▼

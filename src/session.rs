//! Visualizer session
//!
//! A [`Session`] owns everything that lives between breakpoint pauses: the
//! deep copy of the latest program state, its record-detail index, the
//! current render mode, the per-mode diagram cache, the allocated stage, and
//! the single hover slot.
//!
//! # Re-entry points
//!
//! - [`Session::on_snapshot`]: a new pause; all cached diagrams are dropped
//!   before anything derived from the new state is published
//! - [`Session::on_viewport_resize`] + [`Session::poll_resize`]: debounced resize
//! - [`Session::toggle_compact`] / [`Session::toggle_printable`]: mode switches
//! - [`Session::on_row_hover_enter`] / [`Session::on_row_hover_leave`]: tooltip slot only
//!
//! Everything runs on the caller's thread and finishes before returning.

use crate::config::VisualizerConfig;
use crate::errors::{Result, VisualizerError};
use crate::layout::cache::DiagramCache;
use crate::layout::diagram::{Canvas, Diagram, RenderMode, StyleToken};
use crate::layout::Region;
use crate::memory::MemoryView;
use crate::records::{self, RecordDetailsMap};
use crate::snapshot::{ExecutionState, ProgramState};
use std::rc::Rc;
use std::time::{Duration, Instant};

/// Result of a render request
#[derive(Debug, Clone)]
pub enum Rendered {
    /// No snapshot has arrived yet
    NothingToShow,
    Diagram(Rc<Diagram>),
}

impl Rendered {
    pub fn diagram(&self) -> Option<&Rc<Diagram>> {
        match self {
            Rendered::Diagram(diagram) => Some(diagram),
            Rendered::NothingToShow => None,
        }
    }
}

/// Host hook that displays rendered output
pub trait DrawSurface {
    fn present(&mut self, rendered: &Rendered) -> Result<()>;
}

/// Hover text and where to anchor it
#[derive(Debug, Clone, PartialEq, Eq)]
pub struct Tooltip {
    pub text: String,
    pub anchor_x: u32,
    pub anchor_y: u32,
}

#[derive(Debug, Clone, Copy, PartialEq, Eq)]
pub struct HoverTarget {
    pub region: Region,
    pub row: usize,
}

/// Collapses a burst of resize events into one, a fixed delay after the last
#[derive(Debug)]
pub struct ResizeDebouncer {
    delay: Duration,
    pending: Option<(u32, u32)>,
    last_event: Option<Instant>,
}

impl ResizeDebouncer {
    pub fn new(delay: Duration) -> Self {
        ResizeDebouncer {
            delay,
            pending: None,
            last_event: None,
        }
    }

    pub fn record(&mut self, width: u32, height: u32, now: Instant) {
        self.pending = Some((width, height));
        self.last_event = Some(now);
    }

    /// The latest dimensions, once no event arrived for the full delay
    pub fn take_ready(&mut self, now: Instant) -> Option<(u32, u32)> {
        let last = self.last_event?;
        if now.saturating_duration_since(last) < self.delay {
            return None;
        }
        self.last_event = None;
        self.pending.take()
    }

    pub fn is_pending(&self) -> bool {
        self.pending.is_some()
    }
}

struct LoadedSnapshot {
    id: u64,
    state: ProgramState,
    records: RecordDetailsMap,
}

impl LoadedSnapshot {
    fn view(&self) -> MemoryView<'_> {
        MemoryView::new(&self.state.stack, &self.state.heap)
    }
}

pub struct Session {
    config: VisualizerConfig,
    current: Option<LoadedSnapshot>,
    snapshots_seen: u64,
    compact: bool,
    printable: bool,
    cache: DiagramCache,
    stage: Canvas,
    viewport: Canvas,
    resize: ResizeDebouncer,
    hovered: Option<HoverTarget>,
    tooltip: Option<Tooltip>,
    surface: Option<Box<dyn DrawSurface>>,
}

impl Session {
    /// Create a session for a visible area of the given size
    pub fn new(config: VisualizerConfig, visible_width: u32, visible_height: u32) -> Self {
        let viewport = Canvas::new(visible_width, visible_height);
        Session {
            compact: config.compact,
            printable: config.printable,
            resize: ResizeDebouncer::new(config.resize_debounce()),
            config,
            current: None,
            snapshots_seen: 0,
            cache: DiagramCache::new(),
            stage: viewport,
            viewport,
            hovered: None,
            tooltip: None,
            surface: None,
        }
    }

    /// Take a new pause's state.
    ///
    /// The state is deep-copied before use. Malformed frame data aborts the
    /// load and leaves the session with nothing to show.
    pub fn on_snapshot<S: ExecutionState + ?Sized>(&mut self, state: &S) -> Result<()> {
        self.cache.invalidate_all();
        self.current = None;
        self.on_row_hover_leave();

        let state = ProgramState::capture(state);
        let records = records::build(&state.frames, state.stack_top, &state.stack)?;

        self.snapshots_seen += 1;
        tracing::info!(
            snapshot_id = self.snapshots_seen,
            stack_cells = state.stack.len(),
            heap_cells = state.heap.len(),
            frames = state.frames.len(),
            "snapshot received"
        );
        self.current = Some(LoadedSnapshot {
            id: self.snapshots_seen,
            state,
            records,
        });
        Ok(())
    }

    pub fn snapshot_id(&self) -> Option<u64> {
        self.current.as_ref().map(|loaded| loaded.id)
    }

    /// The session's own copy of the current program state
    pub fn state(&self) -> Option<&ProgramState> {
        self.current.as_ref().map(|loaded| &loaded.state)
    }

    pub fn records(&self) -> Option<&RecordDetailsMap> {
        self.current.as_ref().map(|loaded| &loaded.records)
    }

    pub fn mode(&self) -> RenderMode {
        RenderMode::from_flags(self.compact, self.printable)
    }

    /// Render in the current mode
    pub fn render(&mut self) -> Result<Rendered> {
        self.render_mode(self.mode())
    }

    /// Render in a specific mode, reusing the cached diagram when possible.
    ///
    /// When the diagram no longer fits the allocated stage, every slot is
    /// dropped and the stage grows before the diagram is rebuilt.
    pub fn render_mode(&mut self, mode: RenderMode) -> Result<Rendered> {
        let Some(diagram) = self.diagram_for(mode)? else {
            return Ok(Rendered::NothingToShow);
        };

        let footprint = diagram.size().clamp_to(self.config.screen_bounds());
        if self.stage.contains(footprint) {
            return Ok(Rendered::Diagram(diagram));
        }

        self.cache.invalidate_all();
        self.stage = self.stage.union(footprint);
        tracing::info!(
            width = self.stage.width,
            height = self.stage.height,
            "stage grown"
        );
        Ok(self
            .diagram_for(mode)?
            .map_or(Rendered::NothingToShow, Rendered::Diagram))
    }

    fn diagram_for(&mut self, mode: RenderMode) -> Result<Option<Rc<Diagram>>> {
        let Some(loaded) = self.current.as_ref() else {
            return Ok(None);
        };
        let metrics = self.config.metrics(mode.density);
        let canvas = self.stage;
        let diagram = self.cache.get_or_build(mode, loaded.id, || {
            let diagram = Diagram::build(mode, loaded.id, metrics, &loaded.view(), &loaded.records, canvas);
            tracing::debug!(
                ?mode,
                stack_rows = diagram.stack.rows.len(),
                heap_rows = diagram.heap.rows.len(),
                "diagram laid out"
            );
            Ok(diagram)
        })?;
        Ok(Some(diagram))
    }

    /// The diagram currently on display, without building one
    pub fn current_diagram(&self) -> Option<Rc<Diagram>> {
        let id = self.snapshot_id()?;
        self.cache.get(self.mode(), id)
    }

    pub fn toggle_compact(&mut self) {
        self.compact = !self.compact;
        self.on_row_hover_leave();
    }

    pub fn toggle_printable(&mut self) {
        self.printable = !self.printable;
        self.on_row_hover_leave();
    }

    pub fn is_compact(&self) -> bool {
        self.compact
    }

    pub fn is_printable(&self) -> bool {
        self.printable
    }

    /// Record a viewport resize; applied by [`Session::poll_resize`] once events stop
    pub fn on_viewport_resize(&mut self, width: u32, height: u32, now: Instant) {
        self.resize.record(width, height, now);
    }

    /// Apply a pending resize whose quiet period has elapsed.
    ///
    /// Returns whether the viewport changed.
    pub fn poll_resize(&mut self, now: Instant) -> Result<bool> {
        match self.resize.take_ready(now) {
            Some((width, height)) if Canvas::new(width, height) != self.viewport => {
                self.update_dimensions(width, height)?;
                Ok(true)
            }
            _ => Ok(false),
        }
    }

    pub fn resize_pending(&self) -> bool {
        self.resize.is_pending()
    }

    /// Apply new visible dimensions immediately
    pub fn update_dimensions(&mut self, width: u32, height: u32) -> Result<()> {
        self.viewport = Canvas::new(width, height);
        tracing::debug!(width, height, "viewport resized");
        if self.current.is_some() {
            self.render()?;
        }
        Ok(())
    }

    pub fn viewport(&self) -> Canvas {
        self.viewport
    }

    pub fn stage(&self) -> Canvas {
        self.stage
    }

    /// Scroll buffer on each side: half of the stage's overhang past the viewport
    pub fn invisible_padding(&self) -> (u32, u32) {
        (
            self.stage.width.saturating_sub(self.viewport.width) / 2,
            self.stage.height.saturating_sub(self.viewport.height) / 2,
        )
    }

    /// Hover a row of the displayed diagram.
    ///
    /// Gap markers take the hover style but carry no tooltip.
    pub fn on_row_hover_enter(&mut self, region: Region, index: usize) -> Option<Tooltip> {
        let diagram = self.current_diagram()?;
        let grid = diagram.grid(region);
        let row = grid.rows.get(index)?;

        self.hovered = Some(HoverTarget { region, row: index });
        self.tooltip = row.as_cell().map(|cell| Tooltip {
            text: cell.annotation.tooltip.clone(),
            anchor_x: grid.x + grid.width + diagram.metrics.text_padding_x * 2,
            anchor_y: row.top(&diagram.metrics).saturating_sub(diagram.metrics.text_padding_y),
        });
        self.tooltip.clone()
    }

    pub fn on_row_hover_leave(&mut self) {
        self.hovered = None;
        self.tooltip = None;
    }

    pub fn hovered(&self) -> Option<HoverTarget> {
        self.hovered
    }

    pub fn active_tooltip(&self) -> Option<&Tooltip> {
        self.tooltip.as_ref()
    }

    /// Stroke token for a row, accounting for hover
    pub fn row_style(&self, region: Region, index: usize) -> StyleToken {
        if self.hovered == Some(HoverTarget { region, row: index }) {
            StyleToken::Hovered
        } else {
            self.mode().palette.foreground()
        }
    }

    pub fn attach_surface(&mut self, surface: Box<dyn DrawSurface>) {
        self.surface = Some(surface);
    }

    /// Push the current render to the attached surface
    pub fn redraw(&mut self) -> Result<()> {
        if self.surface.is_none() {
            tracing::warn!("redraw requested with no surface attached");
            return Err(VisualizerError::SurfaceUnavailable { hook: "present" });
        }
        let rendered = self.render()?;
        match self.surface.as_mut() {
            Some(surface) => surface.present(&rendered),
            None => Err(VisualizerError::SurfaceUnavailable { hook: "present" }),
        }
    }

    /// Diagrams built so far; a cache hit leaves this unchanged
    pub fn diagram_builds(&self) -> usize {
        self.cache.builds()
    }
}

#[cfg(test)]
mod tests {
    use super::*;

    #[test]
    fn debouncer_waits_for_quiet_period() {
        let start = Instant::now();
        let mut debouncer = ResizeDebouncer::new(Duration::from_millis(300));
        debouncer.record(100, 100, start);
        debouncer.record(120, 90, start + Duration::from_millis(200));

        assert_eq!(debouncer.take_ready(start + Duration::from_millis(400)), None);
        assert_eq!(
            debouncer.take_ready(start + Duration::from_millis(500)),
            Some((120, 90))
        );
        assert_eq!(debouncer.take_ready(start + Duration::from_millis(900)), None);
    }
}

▲

** WHAT THE TASK REQUIRES **
Lines holding the string "ExecutionState" must be copied out of the entries above.

** RESULT FOR THIS TASK **
use crate::snapshot::{ExecutionState, ProgramState};
    pub fn on_snapshot<S: ExecutionState + ?Sized>(&mut self, state: &S) -> Result<()> {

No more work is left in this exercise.